Data extract =

----------------

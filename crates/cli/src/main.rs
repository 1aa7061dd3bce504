//! Command-line front end for the generative product-content orchestrator.
//!
//! The orchestrator runs in-process: this binary wires deterministic
//! capability fakes (no concrete generative-service integration ships in
//! `genorch-core`, see its crate docs) and drives them through `Orchestrator`
//! directly, with no RPC hop.

use std::fs;
use std::path::PathBuf;
use std::sync::Arc;
use std::time::Duration;

use anyhow::{Context, Result};
use clap::{Parser, Subcommand};
use colored::Colorize;
use genorch_core::application::{Orchestrator, OrchestratorConfig, WaitOutcome};
use genorch_core::domain::{JobState, SubmitOptions};
use genorch_core::port::capabilities::analyzer::mocks::FakeAnalyzer;
use genorch_core::port::capabilities::analyzer::{
    AnalysisRecord, ColorPalette, Dimensions, ShapeType, SurfaceTexture,
};
use genorch_core::port::capabilities::image_synthesizer::mocks::FakeImageSynthesizer;
use genorch_core::port::capabilities::text_synthesizer::mocks::FakeTextSynthesizer;
use genorch_core::port::id_provider::UuidProvider;
use genorch_core::port::time_provider::SystemTimeProvider;
use tracing::info;
use tracing_subscriber::{fmt, layer::SubscriberExt, util::SubscriberInitExt, EnvFilter};

#[derive(Parser)]
#[command(name = "genorch")]
#[command(about = "Generative product-content orchestrator CLI", long_about = None)]
#[command(version)]
struct Cli {
    #[command(subcommand)]
    command: Commands,
}

#[derive(Subcommand)]
enum Commands {
    /// Submit a product image for analysis and content generation
    Submit {
        /// Path to the product image (JPEG, PNG, or WebP)
        image: PathBuf,

        #[arg(long)]
        brand_name: Option<String>,

        #[arg(long)]
        product_name: Option<String>,

        /// Number of package-design variations to generate
        #[arg(long, default_value = "3")]
        package_variations: u32,

        /// Comma-separated ad platform names (default: the built-in four)
        #[arg(long, value_delimiter = ',')]
        ad_platforms: Option<Vec<String>>,

        #[arg(long)]
        skip_packages: bool,

        #[arg(long)]
        skip_ads: bool,

        #[arg(long)]
        skip_texts: bool,

        /// Block until the job reaches a terminal state before returning
        #[arg(long)]
        wait: bool,
    },

    /// Show a single job's current status
    Status { job_id: String },

    /// List all known jobs
    List,

    /// Cancel an in-flight job
    Cancel { job_id: String },

    /// Delete a job's record
    Delete { job_id: String },

    /// Block until a job reaches a terminal state
    Wait {
        job_id: String,

        /// Maximum time to wait, in seconds
        #[arg(long, default_value = "60")]
        timeout_seconds: u64,
    },

    /// Show scheduler capacity and job counts
    SystemStatus,
}

fn build_orchestrator() -> Arc<Orchestrator> {
    let config = OrchestratorConfig::from_env();
    let analyzer = Arc::new(FakeAnalyzer::succeeding(sample_analysis_record()));
    let image_synthesizer = Arc::new(FakeImageSynthesizer::succeeding());
    let text_synthesizer = Arc::new(FakeTextSynthesizer::succeeding());
    let time = Arc::new(SystemTimeProvider);
    let ids = Arc::new(UuidProvider);

    Orchestrator::new(config, analyzer, image_synthesizer, text_synthesizer, time, ids)
}

fn sample_analysis_record() -> AnalysisRecord {
    AnalysisRecord {
        category: "general".to_string(),
        palette: ColorPalette {
            primary_hex: "#336699".to_string(),
            secondary_hex: vec!["#FFFFFF".to_string()],
            full_palette_hex: vec!["#336699".to_string(), "#FFFFFF".to_string()],
        },
        shape: ShapeType::Rectangular,
        dimensions: Dimensions {
            width_ratio: 1.0,
            height_ratio: 1.0,
            depth_ratio: 0.3,
        },
        texture: SurfaceTexture::Matte,
        confidence: 0.75,
    }
}

fn init_logging() {
    let env_filter = EnvFilter::try_from_default_env()
        .or_else(|_| EnvFilter::try_new("genorch=info"))
        .expect("failed to build env filter");

    tracing_subscriber::registry()
        .with(env_filter)
        .with(fmt::layer().pretty())
        .init();
}

fn print_job_state(job_id: &str, state: JobState) {
    let label = match state {
        JobState::Pending => state.to_string().yellow(),
        JobState::Processing => state.to_string().cyan(),
        JobState::Completed => state.to_string().green(),
        JobState::Failed => state.to_string().red(),
    };
    println!("  {} {}", "Job:".bold(), job_id);
    println!("  {} {}", "State:".bold(), label);
}

#[tokio::main]
async fn main() -> Result<()> {
    init_logging();
    let orchestrator = build_orchestrator();
    let cli = Cli::parse();

    match cli.command {
        Commands::Submit {
            image,
            brand_name,
            product_name,
            package_variations,
            ad_platforms,
            skip_packages,
            skip_ads,
            skip_texts,
            wait,
        } => {
            let image_bytes = fs::read(&image)
                .with_context(|| format!("failed to read image at {}", image.display()))?;

            let mut options = SubmitOptions {
                brand_name,
                product_name,
                package_variations,
                skip_packages,
                skip_ads,
                skip_texts,
                ..SubmitOptions::default()
            };
            if let Some(platforms) = ad_platforms {
                options.ad_platforms = platforms;
            }

            let outcome = orchestrator.submit(image_bytes, options)?;
            info!(job_id = %outcome.job_id, "job submitted");

            println!("{}", "Job submitted".green().bold());
            print_job_state(&outcome.job_id, outcome.current_status);
            println!("  {} {}s", "Estimated:".bold(), outcome.estimated_seconds);

            if wait {
                match orchestrator
                    .wait_for_completion(&outcome.job_id, Duration::from_secs(60))
                    .await
                {
                    Ok(WaitOutcome::Completed(job)) => {
                        println!();
                        println!("{}", "Completed".green().bold());
                        print_job_state(&job.id, job.state);
                        if let Some(result) = &job.result {
                            if let Some(url) = &result.download_url {
                                println!("  {} {}", "Download:".bold(), url);
                            }
                        }
                    }
                    Ok(WaitOutcome::Failed(job)) => {
                        println!();
                        println!("{}", "Failed".red().bold());
                        print_job_state(&job.id, job.state);
                        if let Some(reason) = &job.error {
                            println!("  {} {}", "Reason:".bold(), reason);
                        }
                    }
                    Err(e) => anyhow::bail!("wait failed: {:?}", e),
                }
            }
        }

        Commands::Status { job_id } => match orchestrator.get_status(&job_id) {
            Some(job) => {
                print_job_state(&job.id, job.state);
                println!("  {} {:?}", "Progress:".bold(), job.progress);
            }
            None => println!("{}", "Job not found".yellow()),
        },

        Commands::List => {
            let jobs = orchestrator.list_jobs();
            if jobs.is_empty() {
                println!("{}", "No jobs".yellow());
            } else {
                for job in jobs {
                    print_job_state(&job.id, job.state);
                }
            }
        }

        Commands::Cancel { job_id } => {
            if orchestrator.cancel_job(&job_id) {
                println!("{}", format!("Job {} cancelled", job_id).green().bold());
            } else {
                println!("{}", "Job not found or already terminal".yellow());
            }
        }

        Commands::Delete { job_id } => {
            if orchestrator.delete_job(&job_id) {
                println!("{}", format!("Job {} deleted", job_id).green().bold());
            } else {
                println!("{}", "Job not found".yellow());
            }
        }

        Commands::Wait {
            job_id,
            timeout_seconds,
        } => {
            match orchestrator
                .wait_for_completion(&job_id, Duration::from_secs(timeout_seconds))
                .await
            {
                Ok(WaitOutcome::Completed(job)) => print_job_state(&job.id, job.state),
                Ok(WaitOutcome::Failed(job)) => print_job_state(&job.id, job.state),
                Err(e) => anyhow::bail!("wait failed: {:?}", e),
            }
        }

        Commands::SystemStatus => {
            let status = orchestrator.system_status();
            println!("{}", "System Status".cyan().bold());
            println!(
                "  {} {}/{}",
                "Active:".bold(),
                status.active_count,
                status.max_concurrent
            );
            println!("  {} {}", "Total jobs:".bold(), status.total_jobs);
        }
    }

    Ok(())
}
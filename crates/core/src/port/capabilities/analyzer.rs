// Analyzer capability: vision analysis of the submitted product image.

use async_trait::async_trait;
use serde::{Deserialize, Serialize};

use super::CapabilityError;

#[derive(Debug, Clone, Copy, PartialEq, Eq, Serialize, Deserialize)]
#[serde(rename_all = "snake_case")]
pub enum ShapeType {
    Rectangular,
    Cylindrical,
    Spherical,
    Irregular,
    Unknown,
}

#[derive(Debug, Clone, Copy, PartialEq, Eq, Serialize, Deserialize)]
#[serde(rename_all = "snake_case")]
pub enum SurfaceTexture {
    Glossy,
    Matte,
    Metallic,
    Rough,
    Smooth,
    Unknown,
}

#[derive(Debug, Clone, Serialize, Deserialize)]
pub struct ColorPalette {
    pub primary_hex: String,
    pub secondary_hex: Vec<String>,
    pub full_palette_hex: Vec<String>,
}

#[derive(Debug, Clone, Serialize, Deserialize)]
pub struct Dimensions {
    pub width_ratio: f64,
    pub height_ratio: f64,
    pub depth_ratio: f64,
}

/// The `analysis` record (Result.analysis), produced once and consumed by
/// every downstream stage.
#[derive(Debug, Clone, Serialize, Deserialize)]
pub struct AnalysisRecord {
    pub category: String,
    pub palette: ColorPalette,
    pub shape: ShapeType,
    pub dimensions: Dimensions,
    pub texture: SurfaceTexture,
    pub confidence: f64,
}

#[async_trait]
pub trait Analyzer: Send + Sync {
    async fn analyze(&self, image_bytes: &[u8]) -> Result<AnalysisRecord, CapabilityError>;
}

pub mod mocks {
    use super::*;
    use parking_lot::Mutex;
    use std::sync::Arc;

    /// Scripted behavior for `FakeAnalyzer`, following the same
    /// mock-behavior-enum shape as the other capability fakes.
    #[derive(Debug, Clone)]
    pub enum MockBehavior {
        Succeed(AnalysisRecord),
        Fail(CapabilityError),
        /// Fails with the given error on the first `n` calls, then succeeds.
        FailThenSucceed(u32, CapabilityError, AnalysisRecord),
        /// Sleeps past the given duration before returning `Timeout` — lets a
        /// caller-side `tokio::time::timeout` race ahead of it and win.
        Timeout(std::time::Duration),
    }

    pub struct FakeAnalyzer {
        behavior: MockBehavior,
        call_count: Arc<Mutex<u32>>,
    }

    impl FakeAnalyzer {
        pub fn new(behavior: MockBehavior) -> Self {
            Self {
                behavior,
                call_count: Arc::new(Mutex::new(0)),
            }
        }

        pub fn succeeding(record: AnalysisRecord) -> Self {
            Self::new(MockBehavior::Succeed(record))
        }

        pub fn failing(err: CapabilityError) -> Self {
            Self::new(MockBehavior::Fail(err))
        }

        pub fn call_count(&self) -> u32 {
            *self.call_count.lock()
        }

        pub fn default_record() -> AnalysisRecord {
            AnalysisRecord {
                category: "beverage".to_string(),
                palette: ColorPalette {
                    primary_hex: "#FF0000".to_string(),
                    secondary_hex: vec!["#CC0000".to_string()],
                    full_palette_hex: vec!["#FF0000".to_string(), "#CC0000".to_string()],
                },
                shape: ShapeType::Cylindrical,
                dimensions: Dimensions {
                    width_ratio: 1.0,
                    height_ratio: 2.0,
                    depth_ratio: 1.0,
                },
                texture: SurfaceTexture::Glossy,
                confidence: 0.9,
            }
        }
    }

    #[async_trait]
    impl Analyzer for FakeAnalyzer {
        async fn analyze(&self, _image_bytes: &[u8]) -> Result<AnalysisRecord, CapabilityError> {
            let mut count = self.call_count.lock();
            *count += 1;
            let attempt = *count;
            drop(count);

            match &self.behavior {
                MockBehavior::Succeed(record) => Ok(record.clone()),
                MockBehavior::Fail(err) => Err(err.clone()),
                MockBehavior::FailThenSucceed(n, err, record) => {
                    if attempt <= *n {
                        Err(err.clone())
                    } else {
                        Ok(record.clone())
                    }
                }
                MockBehavior::Timeout(delay) => {
                    tokio::time::sleep(*delay).await;
                    Err(CapabilityError::Timeout("analyzer call timed out".to_string()))
                }
            }
        }
    }
}
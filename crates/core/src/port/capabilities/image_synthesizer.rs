// ImageSynthesizer capability: produces one image from a prompt + size.

use async_trait::async_trait;
use serde::{Deserialize, Serialize};

use super::CapabilityError;

/// The size classes the capability supports at minimum; the adapter maps
/// each ad platform onto the closest of these before resizing to exact dimensions.
#[derive(Debug, Clone, Copy, PartialEq, Eq, Serialize, Deserialize)]
pub enum SizeClass {
    Square1024,
    Landscape1792x1024,
    Portrait1024x1792,
}

impl SizeClass {
    pub fn dimensions(&self) -> (u32, u32) {
        match self {
            SizeClass::Square1024 => (1024, 1024),
            SizeClass::Landscape1792x1024 => (1792, 1024),
            SizeClass::Portrait1024x1792 => (1024, 1792),
        }
    }

    /// Picks the supported class whose aspect ratio is closest to the target.
    pub fn closest_to(target_width: u32, target_height: u32) -> SizeClass {
        let target_ratio = target_width as f64 / target_height as f64;
        [
            SizeClass::Square1024,
            SizeClass::Landscape1792x1024,
            SizeClass::Portrait1024x1792,
        ]
        .into_iter()
        .min_by(|a, b| {
            let (aw, ah) = a.dimensions();
            let (bw, bh) = b.dimensions();
            let da = (aw as f64 / ah as f64 - target_ratio).abs();
            let db = (bw as f64 / bh as f64 - target_ratio).abs();
            da.partial_cmp(&db).unwrap()
        })
        .unwrap()
    }
}

#[derive(Debug, Clone)]
pub struct SynthesisRequest {
    pub prompt: String,
    pub size: SizeClass,
}

#[derive(Debug, Clone, Serialize, Deserialize)]
pub struct SynthesisResult {
    pub image_bytes: Vec<u8>,
    pub revised_prompt: Option<String>,
    pub seed: Option<u64>,
}

#[async_trait]
pub trait ImageSynthesizer: Send + Sync {
    async fn synthesize(&self, request: &SynthesisRequest) -> Result<SynthesisResult, CapabilityError>;
}

pub mod mocks {
    use super::*;
    use parking_lot::Mutex;
    use std::sync::Arc;

    #[derive(Debug, Clone)]
    pub enum MockBehavior {
        Succeed,
        Fail(CapabilityError),
        FailThenSucceed(u32, CapabilityError),
        Timeout(std::time::Duration),
    }

    pub struct FakeImageSynthesizer {
        behavior: MockBehavior,
        call_count: Arc<Mutex<u32>>,
    }

    impl FakeImageSynthesizer {
        pub fn new(behavior: MockBehavior) -> Self {
            Self {
                behavior,
                call_count: Arc::new(Mutex::new(0)),
            }
        }

        pub fn succeeding() -> Self {
            Self::new(MockBehavior::Succeed)
        }

        pub fn failing(err: CapabilityError) -> Self {
            Self::new(MockBehavior::Fail(err))
        }

        pub fn call_count(&self) -> u32 {
            *self.call_count.lock()
        }
    }

    #[async_trait]
    impl ImageSynthesizer for FakeImageSynthesizer {
        async fn synthesize(
            &self,
            request: &SynthesisRequest,
        ) -> Result<SynthesisResult, CapabilityError> {
            let mut count = self.call_count.lock();
            *count += 1;
            let attempt = *count;
            drop(count);

            let succeed = || SynthesisResult {
                image_bytes: vec![0u8; 16],
                revised_prompt: Some(request.prompt.clone()),
                seed: Some(42),
            };

            match &self.behavior {
                MockBehavior::Succeed => Ok(succeed()),
                MockBehavior::Fail(err) => Err(err.clone()),
                MockBehavior::FailThenSucceed(n, err) => {
                    if attempt <= *n {
                        Err(err.clone())
                    } else {
                        Ok(succeed())
                    }
                }
                MockBehavior::Timeout(delay) => {
                    tokio::time::sleep(*delay).await;
                    Err(CapabilityError::Timeout("image synthesis call timed out".to_string()))
                }
            }
        }
    }
}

----------------

Task instructions = Find the string "info" in the material above. Then copy each line that has it.

Expected answer =
use tracing::info;
        .or_else(|_| EnvFilter::try_new("genorch=info"))
            info!(job_id = %outcome.job_id, "job submitted");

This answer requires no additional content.